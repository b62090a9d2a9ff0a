//! Replaceable operation slots.
//!
//! Code that cannot take its collaborators by injection exposes each
//! replaceable operation as a [`Seam`]. A seam owns the operation's key, its
//! real implementation and a stack of installed doubles. Every call goes to
//! the double on top of the stack, or to the implementation when the stack is
//! empty.

use crate::behavior::{Original, Reply};
use crate::double::Double;
use crate::errors::DoubleError;
use crate::types::{HandleId, OperationKey, TargetId};
use std::sync::{Arc, PoisonError, RwLock};

/// Doubles installed on one seam, oldest first.
pub(crate) struct LayerStack<A, R> {
    layers: Vec<(HandleId, Double<A, R>)>,
}

impl<A, R> LayerStack<A, R> {
    fn top(&self) -> Option<&Double<A, R>> {
        self.layers.last().map(|(_, double)| double)
    }
}

/// Shared layer stack of a seam.
pub(crate) type Layers<A, R> = Arc<RwLock<LayerStack<A, R>>>;

/// Removes the layer installed under `handle`, wherever it sits in the stack.
///
/// Calls then reach whatever is left on top, or the implementation.
pub(crate) fn remove_layer<A, R>(layers: &Layers<A, R>, handle: HandleId) -> Option<Double<A, R>> {
    let mut stack = layers.write().unwrap_or_else(PoisonError::into_inner);
    let position = stack.layers.iter().position(|(id, _)| *id == handle)?;
    Some(stack.layers.remove(position).1)
}

/// A named operation on a target whose implementation can be swapped.
pub struct Seam<A, R> {
    key: OperationKey,
    declared: Original<A, R>,
    layers: Layers<A, R>,
}

impl<A, R> Clone for Seam<A, R> {
    fn clone(&self) -> Self {
        Self {
            key: self.key.clone(),
            declared: Arc::clone(&self.declared),
            layers: Arc::clone(&self.layers),
        }
    }
}

impl<A, R> std::fmt::Debug for Seam<A, R> {
    fn fmt(&self, f: &mut std::fmt::Formatter<'_>) -> std::fmt::Result {
        f.debug_struct("Seam").field("key", &self.key).finish_non_exhaustive()
    }
}

impl<A, R> Seam<A, R>
where
    A: Clone + PartialEq + Send + 'static,
    R: Clone + Send + 'static,
{
    /// Declares operation `name` on `target`, implemented by `implementation`.
    pub fn new<F>(target: TargetId, name: impl Into<String>, implementation: F) -> Self
    where
        F: Fn(A) -> R + Send + Sync + 'static,
    {
        Self {
            key: OperationKey::new(target, name),
            declared: Arc::new(implementation),
            layers: Arc::new(RwLock::new(LayerStack { layers: Vec::new() })),
        }
    }

    /// Declares a standalone function. It gets an identity of its own.
    pub fn function<F>(name: impl Into<String>, implementation: F) -> Self
    where
        F: Fn(A) -> R + Send + Sync + 'static,
    {
        Self::new(TargetId::new(), name, implementation)
    }

    pub fn key(&self) -> &OperationKey {
        &self.key
    }

    pub fn name(&self) -> &str {
        &self.key.operation
    }

    /// True while a double is bound.
    pub fn is_doubled(&self) -> bool {
        self.active_double().is_some()
    }

    /// Number of doubles installed, counting the ones covered by an override.
    pub fn depth(&self) -> usize {
        self.layers.read().unwrap_or_else(PoisonError::into_inner).layers.len()
    }

    /// The double currently bound, if any.
    pub fn active_double(&self) -> Option<Double<A, R>> {
        self.layers.read().unwrap_or_else(PoisonError::into_inner).top().cloned()
    }

    /// Invokes whatever is bound.
    ///
    /// The real implementation always replies with a value; doubles reply
    /// according to their configuration.
    pub fn call(&self, args: A) -> Result<Reply<R>, DoubleError> {
        // The lock is released before dispatch so doubles may re-enter the seam.
        match self.active_double() {
            Some(double) => double.call(args),
            None => Ok(Reply::Value((self.declared)(args))),
        }
    }

    /// Pushes `double` on top of the stack under `handle`.
    ///
    /// Unless `allow_override` is set, a seam that already has a double is
    /// refused. On success returns the name of the double now covered, if any.
    pub(crate) fn push_layer(
        &self,
        handle: HandleId,
        double: Double<A, R>,
        allow_override: bool,
    ) -> Result<Option<String>, DoubleError> {
        let mut stack = self.layers.write().unwrap_or_else(PoisonError::into_inner);
        let covered = stack.top().map(|existing| existing.name().to_string());
        if covered.is_some() && !allow_override {
            return Err(DoubleError::AlreadyDoubled {
                target: self.key.target,
                operation: self.key.operation.clone(),
            });
        }
        stack.layers.push((handle, double));
        Ok(covered)
    }

    pub(crate) fn layers(&self) -> &Layers<A, R> {
        &self.layers
    }

    pub(crate) fn declared(&self) -> &Original<A, R> {
        &self.declared
    }
}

[WHAT THE TASK REQUIRES] Beginning at the line with "fn top(&self) ->" and ending at the line with "fn fmt(&self, f: &mut", reproduce each line of the data above exactly, and add no other lines.

[EXERCISE RESPONSE]
    fn top(&self) -> Option<&Double<A, R>> {
        self.layers.last().map(|(_, double)| double)
    }
}

/// Shared layer stack of a seam.
pub(crate) type Layers<A, R> = Arc<RwLock<LayerStack<A, R>>>;

/// Removes the layer installed under `handle`, wherever it sits in the stack.
///
/// Calls then reach whatever is left on top, or the implementation.
pub(crate) fn remove_layer<A, R>(layers: &Layers<A, R>, handle: HandleId) -> Option<Double<A, R>> {
    let mut stack = layers.write().unwrap_or_else(PoisonError::into_inner);
    let position = stack.layers.iter().position(|(id, _)| *id == handle)?;
    Some(stack.layers.remove(position).1)
}

/// A named operation on a target whose implementation can be swapped.
pub struct Seam<A, R> {
    key: OperationKey,
    declared: Original<A, R>,
    layers: Layers<A, R>,
}

impl<A, R> Clone for Seam<A, R> {
    fn clone(&self) -> Self {
        Self {
            key: self.key.clone(),
            declared: Arc::clone(&self.declared),
            layers: Arc::clone(&self.layers),
        }
    }
}

impl<A, R> std::fmt::Debug for Seam<A, R> {
    fn fmt(&self, f: &mut std::fmt::Formatter<'_>) -> std::fmt::Result {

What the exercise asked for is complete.